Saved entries
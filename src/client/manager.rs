//! 客户端缓存
//!
//! 每个目标字符串最多对应一个已初始化的客户端。初始化失败不会被缓存，
//! 下一次调用会重新创建。

use super::{Client, ClientFactory};
use crate::error::Result;
use std::collections::HashMap;
use std::sync::Arc;
use tokio::sync::RwLock;
use tracing::info;

pub struct ClientManager {
    factory: Arc<dyn ClientFactory>,
    clients: RwLock<HashMap<String, Arc<dyn Client>>>,
}

impl ClientManager {
    pub fn new(factory: Arc<dyn ClientFactory>) -> Self {
        Self {
            factory,
            clients: RwLock::new(HashMap::new()),
        }
    }

    /// 获取（或创建）目标对应的客户端
    pub async fn get_client(&self, target: &str) -> Result<Arc<dyn Client>> {
        {
            let clients = self.clients.read().await;
            if let Some(client) = clients.get(target) {
                return Ok(client.clone());
            }
        }

        let mut clients = self.clients.write().await;
        // 双重检查：等待写锁期间可能已被其他调用方创建
        if let Some(client) = clients.get(target) {
            return Ok(client.clone());
        }

        let client = self.factory.create(target).await?;
        clients.insert(target.to_string(), client.clone());
        info!(target_addr = %target, "Client cached");
        Ok(client)
    }

    pub async fn len(&self) -> usize {
        self.clients.read().await.len()
    }

    pub async fn is_empty(&self) -> bool {
        self.clients.read().await.is_empty()
    }

    /// 关闭并清空所有客户端
    pub async fn close_all(&self) {
        let clients: Vec<Arc<dyn Client>> = {
            let mut clients = self.clients.write().await;
            clients.drain().map(|(_, client)| client).collect()
        };
        for client in clients {
            client.close().await;
        }
    }
}
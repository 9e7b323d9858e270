//! 负载均衡模块
//!
//! 连接池的就绪连接集合每次变化都会重新构建一个 `Picker`，
//! `Picker` 本身只持有不可变的连接快照和一个原子计数器。

use crate::error::{FlareError, Result};
use rand::Rng;
use std::sync::Arc;
use std::sync::atomic::{AtomicU32, Ordering};
use tonic::metadata::MetadataMap;
use tracing::info;

/// 轮询均衡器名称
pub const ROUND_ROBIN: &str = "z_round_robin";

/// 计数器超过该值后归零
const WRAP_THRESHOLD: u32 = 100_000_000;

/// 单次选择的调用信息
#[derive(Debug, Clone, Copy)]
pub struct PickInfo<'a> {
    /// 完整方法路径，如 `/api.Greeter/SayHello`
    pub method: &'a str,
    pub metadata: Option<&'a MetadataMap>,
}

impl<'a> PickInfo<'a> {
    pub fn new(method: &'a str) -> Self {
        Self {
            method,
            metadata: None,
        }
    }

    pub fn with_metadata(mut self, metadata: &'a MetadataMap) -> Self {
        self.metadata = Some(metadata);
        self
    }

    /// 调用元数据中是否携带 `gray: true`
    pub fn is_gray(&self) -> bool {
        self.metadata
            .and_then(|md| md.get("gray"))
            .and_then(|v| v.to_str().ok())
            .map(|v| v == "true")
            .unwrap_or(false)
    }
}

/// 连接选择器
pub trait Picker<T>: Send + Sync {
    fn pick(&self, info: &PickInfo<'_>) -> Result<T>;
}

/// 选择器构建器
pub trait PickerBuilder<T>: Send + Sync {
    fn name(&self) -> &str;
    fn build(&self, ready: Vec<T>) -> Arc<dyn Picker<T>>;
}

/// 轮询选择器
pub struct RoundRobinPicker<T> {
    conns: Vec<T>,
    next: AtomicU32,
}

impl<T> RoundRobinPicker<T> {
    /// 起始位置随机，避免多个客户端同时重建时集中打到第一个实例
    pub fn new(conns: Vec<T>) -> Self {
        let start = if conns.is_empty() {
            0
        } else {
            rand::thread_rng().gen_range(0..conns.len()) as u32
        };
        Self {
            conns,
            next: AtomicU32::new(start),
        }
    }

    pub fn len(&self) -> usize {
        self.conns.len()
    }

    pub fn is_empty(&self) -> bool {
        self.conns.is_empty()
    }
}

impl<T> Picker<T> for RoundRobinPicker<T>
where
    T: Clone + Send + Sync,
{
    fn pick(&self, info: &PickInfo<'_>) -> Result<T> {
        if self.conns.is_empty() {
            return Err(FlareError::unavailable("no ready connection available"));
        }

        // 灰度路由暂未实现，仅记录
        if info.is_gray() {
            info!(method = %info.method, "Gray request detected");
        }

        let next = self.next.fetch_add(1, Ordering::Relaxed).wrapping_add(1);
        if next > WRAP_THRESHOLD {
            self.next.store(0, Ordering::Relaxed);
        }
        let index = next as usize % self.conns.len();
        Ok(self.conns[index].clone())
    }
}

/// 轮询选择器构建器
#[derive(Debug, Clone, Copy, Default)]
pub struct RoundRobinBuilder;

impl<T> PickerBuilder<T> for RoundRobinBuilder
where
    T: Clone + Send + Sync + 'static,
{
    fn name(&self) -> &str {
        ROUND_ROBIN
    }

    fn build(&self, ready: Vec<T>) -> Arc<dyn Picker<T>> {
        Arc::new(RoundRobinPicker::new(ready))
    }
}
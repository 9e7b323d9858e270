//! Consul HTTP API 报文

use serde::{Deserialize, Serialize};
use std::collections::BTreeMap;

pub const HEALTH_CRITICAL: &str = "critical";
pub const HEALTH_PASSING: &str = "passing";

#[allow(non_snake_case)]
#[derive(Debug, Serialize)]
pub struct AgentServiceRegistration {
    pub ID: String,
    pub Name: String,
    pub Tags: Vec<String>,
    pub Port: u16,
    pub Address: String,
    pub Meta: BTreeMap<String, String>,
    #[serde(skip_serializing_if = "Option::is_none")]
    pub Check: Option<AgentServiceCheck>,
}

#[allow(non_snake_case)]
#[derive(Debug, Default, Serialize)]
pub struct AgentServiceCheck {
    #[serde(skip_serializing_if = "Option::is_none")]
    pub TCP: Option<String>,
    #[serde(skip_serializing_if = "Option::is_none")]
    pub HTTP: Option<String>,
    #[serde(skip_serializing_if = "Option::is_none")]
    pub TTL: Option<String>,
    #[serde(skip_serializing_if = "Option::is_none")]
    pub Interval: Option<String>,
    #[serde(skip_serializing_if = "Option::is_none")]
    pub Timeout: Option<String>,
    #[serde(skip_serializing_if = "Option::is_none")]
    pub DeregisterCriticalServiceAfter: Option<String>,
}

/// `/v1/health/service/{service}` 返回的条目
#[allow(non_snake_case)]
#[derive(Debug, Deserialize)]
pub struct ServiceEntry {
    #[serde(default)]
    pub Node: Option<CatalogNode>,
    pub Service: AgentService,
    #[serde(default)]
    pub Checks: Option<Vec<HealthCheck>>,
}

#[allow(non_snake_case)]
#[derive(Debug, Default, Deserialize)]
pub struct CatalogNode {
    #[serde(default)]
    pub Node: String,
    #[serde(default)]
    pub Address: String,
}

#[allow(non_snake_case)]
#[derive(Debug, Default, Deserialize)]
pub struct AgentService {
    #[serde(default)]
    pub ID: String,
    #[serde(default)]
    pub Service: String,
    #[serde(default)]
    pub Tags: Option<Vec<String>>,
    #[serde(default)]
    pub Address: String,
    #[serde(default)]
    pub Port: u16,
    #[serde(default)]
    pub Meta: Option<BTreeMap<String, String>>,
}

#[allow(non_snake_case)]
#[derive(Debug, Default, Deserialize)]
pub struct HealthCheck {
    #[serde(default)]
    pub CheckID: String,
    #[serde(default)]
    pub Status: String,
    #[serde(default)]
    pub ServiceID: String,
}

impl ServiceEntry {
    pub fn is_critical(&self) -> bool {
        self.Checks
            .iter()
            .flatten()
            .any(|check| check.Status == HEALTH_CRITICAL)
    }

    /// 实例地址，缺省时回退到节点地址
    pub fn host(&self) -> &str {
        if !self.Service.Address.is_empty() {
            return &self.Service.Address;
        }
        self.Node.as_ref().map(|n| n.Address.as_str()).unwrap_or("")
    }
}
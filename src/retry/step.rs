use super::RetryPolicy;
use crate::error::FlareError;
use std::time::Duration;

/// 线性步进退避
///
/// 第 n 次连续失败后等待 `n * step`；失败次数达到 `ceiling_after` 后固定等待 `ceiling`。
/// 不限制重试次数，用于需要一直运行的后台循环。
#[derive(Debug, Clone)]
pub struct StepBackoffPolicy {
    step: Duration,
    ceiling_after: usize,
    ceiling: Duration,
}

impl StepBackoffPolicy {
    pub fn new(step: Duration, ceiling_after: usize, ceiling: Duration) -> Self {
        Self {
            step,
            ceiling_after,
            ceiling,
        }
    }
}

impl Default for StepBackoffPolicy {
    fn default() -> Self {
        Self::new(Duration::from_secs(3), 5, Duration::from_secs(60))
    }
}

impl RetryPolicy for StepBackoffPolicy {
    fn should_retry(&self, _attempt: usize, _error: &FlareError) -> bool {
        true
    }

    fn backoff_duration(&self, attempt: usize) -> Duration {
        if attempt >= self.ceiling_after {
            return self.ceiling;
        }
        self.step.saturating_mul(attempt as u32)
    }

    fn max_attempts(&self) -> usize {
        usize::MAX
    }
}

What the task requires: Total the lines in the records above that contain the string "method". Write only that total.

Expected answer: 4